Como está o jogo de poder na Venezuela hoje? Quão forte é a posição de Maduro?
Sua posição é forte em alguns aspectos e frágil em outros. Por um lado, ele praticamente anulou a Assembleia Nacional, que fazia oposição a ele, subornando legisladores e fazendo deles chefes de uma Assembleia paralela. Ele também capitalizou nos conflitos internos da oposição, que está muito dividida.
Por outro lado, as sanções o deixaram sem dinheiro. A Bloomberg recentemente noticiou que o governo tem menos de um bilhão de dólares na carteira. Embora eles tenham aproximadamente 73 toneladas de ouro, o que vale a cerca de 3,4 bilhões de dólares, o governo não está conseguindo transformar isso em dinheiro em razão das sanções. Sem dinheiro para pagar a lealdade das Forças Armadas, Maduro estará com sérios problemas.
O que podemos esperar dessa crise em 2020?

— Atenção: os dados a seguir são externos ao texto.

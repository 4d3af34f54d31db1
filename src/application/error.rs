//! Application-level errors (wraps domain errors)

use thiserror::Error;

use crate::domain::DomainError;

/// Application errors wrap domain errors and add application-level context.
#[derive(Error, Debug)]
pub enum ApplicationError {
    #[error("{0}")]
    Domain(#[from] DomainError),

    #[error("config error: {message}")]
    Config { message: String },

    #[error("upload requested but no upload host is configured (set upload.host)")]
    UploadNotConfigured,

    #[error("operation failed: {context}: {source}")]
    OperationFailed {
        context: String,
        #[source]
        source: Box<dyn std::error::Error + Send + Sync>,
    },
}

/// Result type for application layer operations.
pub type ApplicationResult<T> = Result<T, ApplicationError>;
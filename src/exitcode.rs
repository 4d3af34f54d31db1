//! Standard exit codes (BSD sysexits.h compatible)

/// Command line usage error
pub const USAGE: i32 = 64;

/// Data format error
pub const DATAERR: i32 = 65;

/// Service unavailable (upload host unreachable)
pub const UNAVAILABLE: i32 = 69;

/// Internal software error
pub const SOFTWARE: i32 = 70;

/// Can't create output file
pub const CANTCREAT: i32 = 73;

/// Configuration error
pub const CONFIG: i32 = 78;
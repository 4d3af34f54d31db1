use std::io;

use clap::{Command, CommandFactory, Parser};
use clap_complete::{generate, Generator};
use circlenest::cli::commands::execute_command;
use circlenest::cli::{output, Cli};
use tracing::level_filters::LevelFilter;
use tracing_subscriber::fmt::format::FmtSpan;
use tracing_subscriber::layer::SubscriberExt;
use tracing_subscriber::util::SubscriberInitExt;
use tracing_subscriber::{fmt, Layer};

fn print_completions<G: Generator>(gen: G, cmd: &mut Command) {
    generate(gen, cmd, cmd.get_name().to_string(), &mut io::stdout());
}

fn main() {
    let cli = Cli::parse();

    if let Some(generator) = cli.completions {
        let mut cmd = Cli::command();
        eprintln!("Generating completion file for {generator:?}...");
        print_completions(generator, &mut cmd);
        return;
    }

    setup_logging(cli.debug);

    if let Err(e) = execute_command(&cli) {
        output::error(&e);
        std::process::exit(e.exit_code());
    }
}

fn setup_logging(verbosity: u8) {
    let filter = match verbosity {
        0 => LevelFilter::WARN,
        1 => LevelFilter::INFO,
        2 => LevelFilter::DEBUG,
        3 => LevelFilter::TRACE,
        _ => {
            eprintln!("Don't be crazy, max is -d -d -d");
            LevelFilter::TRACE
        }
    };

    // Create a subscriber with formatted output directed to stderr
    let fmt_layer = fmt::layer()
        .with_writer(std::io::stderr)
        .with_target(true)
        .with_thread_names(false)
        .with_span_events(FmtSpan::CLOSE);

    tracing_subscriber::registry()
        .with(fmt_layer.with_filter(filter))
        .init();

    match filter {
        LevelFilter::INFO => tracing::info!("Debug mode: info"),
        LevelFilter::DEBUG => tracing::debug!("Debug mode: debug"),
        LevelFilter::TRACE => tracing::debug!("Debug mode: trace"),
        _ => {}
    }
}
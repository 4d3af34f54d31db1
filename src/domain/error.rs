//! Domain-level errors (no external dependencies)

use thiserror::Error;

/// Domain errors represent violations of the configuration model.
/// These are independent of infrastructure concerns.
#[derive(Error, Debug, Clone, PartialEq, Eq)]
pub enum DomainError {
    #[error("invalid configuration text at position {position}: {message}")]
    Parse { position: usize, message: String },

    #[error("invalid level: {0} (must be non-negative)")]
    InvalidLevel(i64),
}

impl DomainError {
    pub(crate) fn parse(position: usize, message: impl Into<String>) -> Self {
        Self::Parse {
            position,
            message: message.into(),
        }
    }
}

/// Result type for domain operations.
pub type DomainResult<T> = Result<T, DomainError>;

Mais repressão e mais presos políticos. Já que as sanções afetaram a renda do regime, Maduro terá de continuar participando de tráfico de drogas e outras atividades ilegais para pagar as contas. A presença do Hezbollah (grupo libanês que é considerado como organização terrorista pelo governo americano) na Venezuela deve aumentar. E isso continuará a trazer atritos na relação com os Estados Unidos.
A divisão da oposição vai continuar. Alguns devem até apoiar a proposta de Maduro para uma nova eleição à Assembleia Nacional, apesar do famoso slogan de Guaidó: “Fim da usurpação, governo de transição e eleições livres”.

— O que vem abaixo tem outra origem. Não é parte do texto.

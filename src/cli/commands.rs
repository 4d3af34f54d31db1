//! Command execution: validate arguments, generate, report, render.

use std::io::{self, Write};

use tracing::{debug, instrument};

use crate::application::services::GenerationService;
use crate::application::{ApplicationError, IoResultExt};
use crate::cli::args::Cli;
use crate::cli::error::{CliError, CliResult};
use crate::cli::output;
use crate::config::Settings;
use crate::domain::{DedupCollection, DomainError};
use crate::infrastructure::di::ServiceContainer;
use crate::infrastructure::InfraError;

pub fn execute_command(cli: &Cli) -> CliResult<()> {
    let levels = target_level(cli.circles)?;
    let settings = load_settings(cli)?;

    if cli.show_config {
        output::info(&settings.to_toml()?);
        return Ok(());
    }
    if cli.upload && settings.upload.host.is_none() {
        return Err(ApplicationError::UploadNotConfigured.into());
    }

    let container = ServiceContainer::new(settings);
    run_levels(cli, levels, &container, &mut io::stdout().lock())
}

/// Generate up to `levels`, write the count table to `out`, then the optional tree and images.
///
/// The table is written before rendering starts, so a failing renderer still leaves
/// the counts on `out`.
#[instrument(skip(cli, container, out))]
pub fn run_levels(
    cli: &Cli,
    levels: usize,
    container: &ServiceContainer,
    out: &mut dyn Write,
) -> CliResult<()> {
    let collections = container.generation_service().generate(levels);
    output::write_count_table(out, &GenerationService::counts(&collections))
        .with_context("write count table")?;

    if cli.tree {
        _tree(&collections);
    }
    if cli.image {
        _images(container, &collections, cli.upload)?;
    }
    Ok(())
}

/// Reject negative levels before any generation starts.
pub fn target_level(requested: i64) -> CliResult<usize> {
    usize::try_from(requested)
        .map_err(|_| CliError::InvalidArgs(DomainError::InvalidLevel(requested).to_string()))
}

fn load_settings(cli: &Cli) -> CliResult<Settings> {
    let mut settings = Settings::load(cli.config.as_deref())?;
    if let Some(dir) = &cli.output_dir {
        settings.render.output_dir = dir.clone();
    }
    debug!("load_settings: {:?}", settings);
    Ok(settings)
}

#[instrument(skip(collections))]
fn _tree(collections: &[DedupCollection]) {
    for collection in collections.iter().filter(|c| c.level() > 0) {
        output::info(&collection.to_tree());
    }
}

#[instrument(skip(container, collections))]
fn _images(
    container: &ServiceContainer,
    collections: &[DedupCollection],
    upload: bool,
) -> CliResult<()> {
    let service = container.render_service();
    for collection in collections.iter().filter(|c| c.level() > 0) {
        let paths = service
            .render_level(collection)
            .map_err(|source| InfraError::Render {
                level: collection.level(),
                source,
            })?;
        for path in paths {
            output::action("Image", &path.display());
            if upload {
                let location = service.upload(&path)?;
                output::action("Image available at", &location);
            }
        }
    }
    Ok(())
}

Enquanto isso, a crise humanitária e econômica persiste. Na sua visão, o que é preciso para dar fim às turbulências e quando será possível para a Venezuela retomar a estabilidade?
Acabar com a crise na Venezuela é algo que levará muitos anos, ainda que o regime de Maduro acabe agora. A economia está fragilizada, a polarização política continua e a sociedade enfrenta uma grave crise de valores. Irá demorar até que seja possível reconstruir o país.
Creio que a única forma de derrubar esse governo é por meio de um levante popular, com apoio dos militares. No entanto, as pessoas estão famintas, não tem medicamentos e estão morrendo. Enquanto essa crise humanitária durar, será difícil imaginar um movimento organizado capaz de acabar com a ditadura de Maduro.
O governo Trump irá continuar com a mesma estratégia: pressionar por meio de sanções até que os militares cedam. Isso pode acontecer ou não. A única coisa certa é que eles não irão intervir na Venezuela. Seu foco está no Oriente Médio, não na América Latina.